Quote the material below exactly as written, from the first line to the line that holds "the raw payload.", endpoints included.

↓

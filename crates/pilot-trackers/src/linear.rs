//! Linear tracker adapter for Pilot.
//!
//! Linear exposes a single GraphQL endpoint. API keys go in the
//! `Authorization` header without a scheme prefix. Labels are first-class
//! objects addressed by UUID, cached name→id like Asana tag GIDs. Issue ids
//! used as `native_id` are Linear's UUIDs — the human identifier (`ENG-123`)
//! rides along in the raw payload.

use std::collections::HashMap;
use std::time::Duration;

use async_trait::async_trait;
use chrono::{DateTime, Utc};
use parking_lot::RwLock;
use reqwest::Client;
use serde::{Deserialize, Serialize};
use serde_json::{json, Value};
use tracing::warn;

use pilot_types::{Priority, Task, TaskId, TrackerKind};

use crate::error::{ok_or_error, Result, TrackerError};
use crate::traits::TrackerApi;

const LINEAR_API: &str = "https://api.linear.app/graphql";
const PAGE_SIZE: usize = 100;

#[derive(Debug, Clone, Serialize, Deserialize)]
pub struct LinearConfig {
    pub api_key: String,
    /// Optional: restrict discovery and label creation to one team.
    #[serde(default)]
    pub team_id: Option<String>,
}

pub struct LinearTracker {
    api_key: String,
    team_id: Option<String>,
    client: Client,
    /// lowercase label name → label UUID
    label_cache: RwLock<HashMap<String, String>>,
}

impl LinearTracker {
    pub fn new(config: LinearConfig) -> Self {
        Self {
            api_key: config.api_key,
            team_id: config.team_id,
            client: Client::builder()
                .timeout(Duration::from_secs(30))
                .build()
                .expect("failed to create reqwest client"),
            label_cache: RwLock::new(HashMap::new()),
        }
    }

    async fn graphql(&self, query: &str, variables: Value) -> Result<Value> {
        let resp = self
            .client
            .post(LINEAR_API)
            .header("Authorization", &self.api_key)
            .json(&json!({ "query": query, "variables": variables }))
            .send()
            .await?;
        let body: Value = ok_or_error(resp).await?.json().await?;

        if let Some(message) = graphql_error_message(&body) {
            return Err(TrackerError::Http {
                status: 400,
                message,
                retryable: false,
            });
        }
        body.get("data")
            .cloned()
            .ok_or_else(|| TrackerError::Decode("linear: response without data".to_string()))
    }

    async fn resolve_label(&self, name: &str, create: bool) -> Result<Option<String>> {
        let key = name.to_lowercase();
        if let Some(id) = self.label_cache.read().get(&key) {
            return Ok(Some(id.clone()));
        }

        let data = self
            .graphql(
                "query($first: Int!) { issueLabels(first: $first) { nodes { id name } } }",
                json!({ "first": 250 }),
            )
            .await?;
        {
            let mut cache = self.label_cache.write();
            if let Some(nodes) = data.pointer("/issueLabels/nodes").and_then(|n| n.as_array()) {
                for node in nodes {
                    if let (Some(label_name), Some(id)) = (
                        node.get("name").and_then(|n| n.as_str()),
                        node.get("id").and_then(|i| i.as_str()),
                    ) {
                        cache.insert(label_name.to_lowercase(), id.to_string());
                    }
                }
            }
            if let Some(id) = cache.get(&key) {
                return Ok(Some(id.clone()));
            }
        }

        if !create {
            return Ok(None);
        }

        let mut input = json!({ "name": name });
        if let Some(ref team) = self.team_id {
            input["teamId"] = json!(team);
        }
        let data = self
            .graphql(
                "mutation($input: IssueLabelCreateInput!) { issueLabelCreate(input: $input) { issueLabel { id } } }",
                json!({ "input": input }),
            )
            .await?;
        let id = data
            .pointer("/issueLabelCreate/issueLabel/id")
            .and_then(|i| i.as_str())
            .ok_or_else(|| TrackerError::Decode("linear label create: missing id".to_string()))?
            .to_string();
        self.label_cache.write().insert(key, id.clone());
        Ok(Some(id))
    }

    async fn issues_with_label(&self, label: &str) -> Result<Vec<Task>> {
        let mut filter = json!({
            "labels": { "name": { "eqIgnoreCase": label } },
            "state": { "type": { "nin": ["completed", "canceled"] } },
        });
        if let Some(ref team) = self.team_id {
            filter["team"] = json!({ "id": { "eq": team } });
        }
        let data = self
            .graphql(
                "query($first: Int!, $filter: IssueFilter) { issues(first: $first, filter: $filter) { nodes { id identifier title description priority createdAt url labels { nodes { name } } } } }",
                json!({ "first": PAGE_SIZE, "filter": filter }),
            )
            .await?;

        let nodes = data
            .pointer("/issues/nodes")
            .and_then(|n| n.as_array())
            .ok_or_else(|| TrackerError::Decode("linear issues: missing nodes".to_string()))?;

        let mut tasks = Vec::new();
        for node in nodes {
            match parse_issue(node) {
                Some(task) => tasks.push(task),
                None => warn!("linear: skipping issue with malformed payload"),
            }
        }
        Ok(tasks)
    }

    async fn current_label_ids(&self, id: &TaskId) -> Result<Vec<String>> {
        let data = self
            .graphql(
                "query($id: String!) { issue(id: $id) { labels { nodes { id } } } }",
                json!({ "id": id.native_id }),
            )
            .await?;
        Ok(data
            .pointer("/issue/labels/nodes")
            .and_then(|n| n.as_array())
            .map(|nodes| {
                nodes
                    .iter()
                    .filter_map(|n| n.get("id").and_then(|i| i.as_str()))
                    .map(|i| i.to_string())
                    .collect()
            })
            .unwrap_or_default())
    }

    async fn update_labels(&self, id: &TaskId, label_ids: Vec<String>) -> Result<()> {
        self.graphql(
            "mutation($id: String!, $input: IssueUpdateInput!) { issueUpdate(id: $id, input: $input) { success } }",
            json!({ "id": id.native_id, "input": { "labelIds": label_ids } }),
        )
        .await?;
        Ok(())
    }
}

fn graphql_error_message(body: &Value) -> Option<String> {
    let errors = body.get("errors")?.as_array()?;
    if errors.is_empty() {
        return None;
    }
    Some(
        errors
            .iter()
            .filter_map(|e| e.get("message").and_then(|m| m.as_str()))
            .collect::<Vec<_>>()
            .join("; "),
    )
}

fn parse_issue(node: &Value) -> Option<Task> {
    let id = node.get("id")?.as_str()?.to_string();
    let title = node.get("title")?.as_str()?.to_string();
    let created_at = node
        .get("createdAt")
        .and_then(|c| c.as_str())
        .and_then(|c| DateTime::parse_from_rfc3339(c).ok())
        .map(|dt| dt.with_timezone(&Utc))
        .unwrap_or_else(Utc::now);

    Some(Task {
        id: TaskId::new(TrackerKind::Linear, id),
        title,
        description: node
            .get("description")
            .and_then(|d| d.as_str())
            .unwrap_or_default()
            .to_string(),
        priority: priority_from_number(node.get("priority").and_then(|p| p.as_u64())),
        labels: node
            .pointer("/labels/nodes")
            .and_then(|l| l.as_array())
            .map(|nodes| {
                nodes
                    .iter()
                    .filter_map(|n| n.get("name").and_then(|v| v.as_str()))
                    .map(|n| n.to_string())
                    .collect()
            })
            .unwrap_or_default(),
        created_at,
        permalink: node.get("url").and_then(|u| u.as_str()).map(|u| u.to_string()),
        raw: node.clone(),
    })
}

/// Linear's priority scale: 0 = none, 1 = urgent … 4 = low.
fn priority_from_number(priority: Option<u64>) -> Priority {
    match priority {
        Some(1) => Priority::Urgent,
        Some(2) => Priority::High,
        Some(3) => Priority::Medium,
        Some(4) => Priority::Low,
        _ => Priority::None,
    }
}

#[async_trait]
impl TrackerApi for LinearTracker {
    fn kind(&self) -> TrackerKind {
        TrackerKind::Linear
    }

    async fn list_candidates(&self, trigger_tag: &str) -> Result<Vec<Task>> {
        if self.resolve_label(trigger_tag, false).await?.is_none() {
            return Err(TrackerError::MissingTag(trigger_tag.to_string()));
        }
        self.issues_with_label(trigger_tag).await
    }

    async fn list_by_status_tag(&self, tag_name: &str) -> Result<Vec<Task>> {
        if self.resolve_label(tag_name, false).await?.is_none() {
            return Ok(Vec::new());
        }
        self.issues_with_label(tag_name).await
    }

    async fn lookup_tag(&self, name: &str) -> Result<Option<String>> {
        self.resolve_label(name, false).await
    }

    async fn ensure_tag(&self, name: &str) -> Result<String> {
        self.resolve_label(name, true)
            .await?
            .ok_or_else(|| TrackerError::MissingTag(name.to_string()))
    }

    /// `issueUpdate` replaces the full label set, so the current set is read
    /// first; re-applying a present label short-circuits to a no-op.
    async fn add_status_tag(&self, id: &TaskId, tag_name: &str) -> Result<()> {
        let label_id = self.ensure_tag(tag_name).await?;
        let mut current = self.current_label_ids(id).await?;
        if current.contains(&label_id) {
            return Ok(());
        }
        current.push(label_id);
        self.update_labels(id, current).await
    }

    async fn remove_status_tag(&self, id: &TaskId, tag_name: &str) -> Result<()> {
        let label_id = match self.resolve_label(tag_name, false).await? {
            Some(id) => id,
            None => return Ok(()),
        };
        let current = self.current_label_ids(id).await?;
        let filtered: Vec<String> = current.iter().filter(|l| **l != label_id).cloned().collect();
        if filtered.len() == current.len() {
            return Ok(());
        }
        self.update_labels(id, filtered).await
    }

    async fn post_comment(&self, id: &TaskId, body: &str) -> Result<()> {
        self.graphql(
            "mutation($input: CommentCreateInput!) { commentCreate(input: $input) { success } }",
            json!({ "input": { "issueId": id.native_id, "body": body } }),
        )
        .await?;
        Ok(())
    }

    async fn attach_link(&self, id: &TaskId, url: &str, name: &str) -> Result<()> {
        self.graphql(
            "mutation($input: AttachmentCreateInput!) { attachmentCreate(input: $input) { success } }",
            json!({ "input": { "issueId": id.native_id, "url": url, "title": name } }),
        )
        .await?;
        Ok(())
    }

    /// Moves the issue to the first workflow state of type `completed` on
    /// its team.
    async fn mark_completed(&self, id: &TaskId) -> Result<()> {
        let data = self
            .graphql(
                "query($id: String!) { issue(id: $id) { team { states(filter: { type: { eq: \"completed\" } }) { nodes { id } } } } }",
                json!({ "id": id.native_id }),
            )
            .await?;
        let state_id = data
            .pointer("/issue/team/states/nodes/0/id")
            .and_then(|s| s.as_str())
            .ok_or_else(|| TrackerError::Unsupported("linear team has no completed state"))?;
        self.graphql(
            "mutation($id: String!, $input: IssueUpdateInput!) { issueUpdate(id: $id, input: $input) { success } }",
            json!({ "id": id.native_id, "input": { "stateId": state_id } }),
        )
        .await?;
        Ok(())
    }

    async fn ping(&self) -> Result<()> {
        self.graphql("query { viewer { id } }", json!({})).await?;
        Ok(())
    }
}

↑

Solution for this problem
filename crates/pilot-trackers/src/linear.rs
//! Linear tracker adapter for Pilot.
//!
//! Linear exposes a single GraphQL endpoint. API keys go in the
//! `Authorization` header without a scheme prefix. Labels are first-class
//! objects addressed by UUID, cached name→id like Asana tag GIDs. Issue ids
//! used as `native_id` are Linear's UUIDs — the human identifier (`ENG-123`)
//! rides along in the raw payload.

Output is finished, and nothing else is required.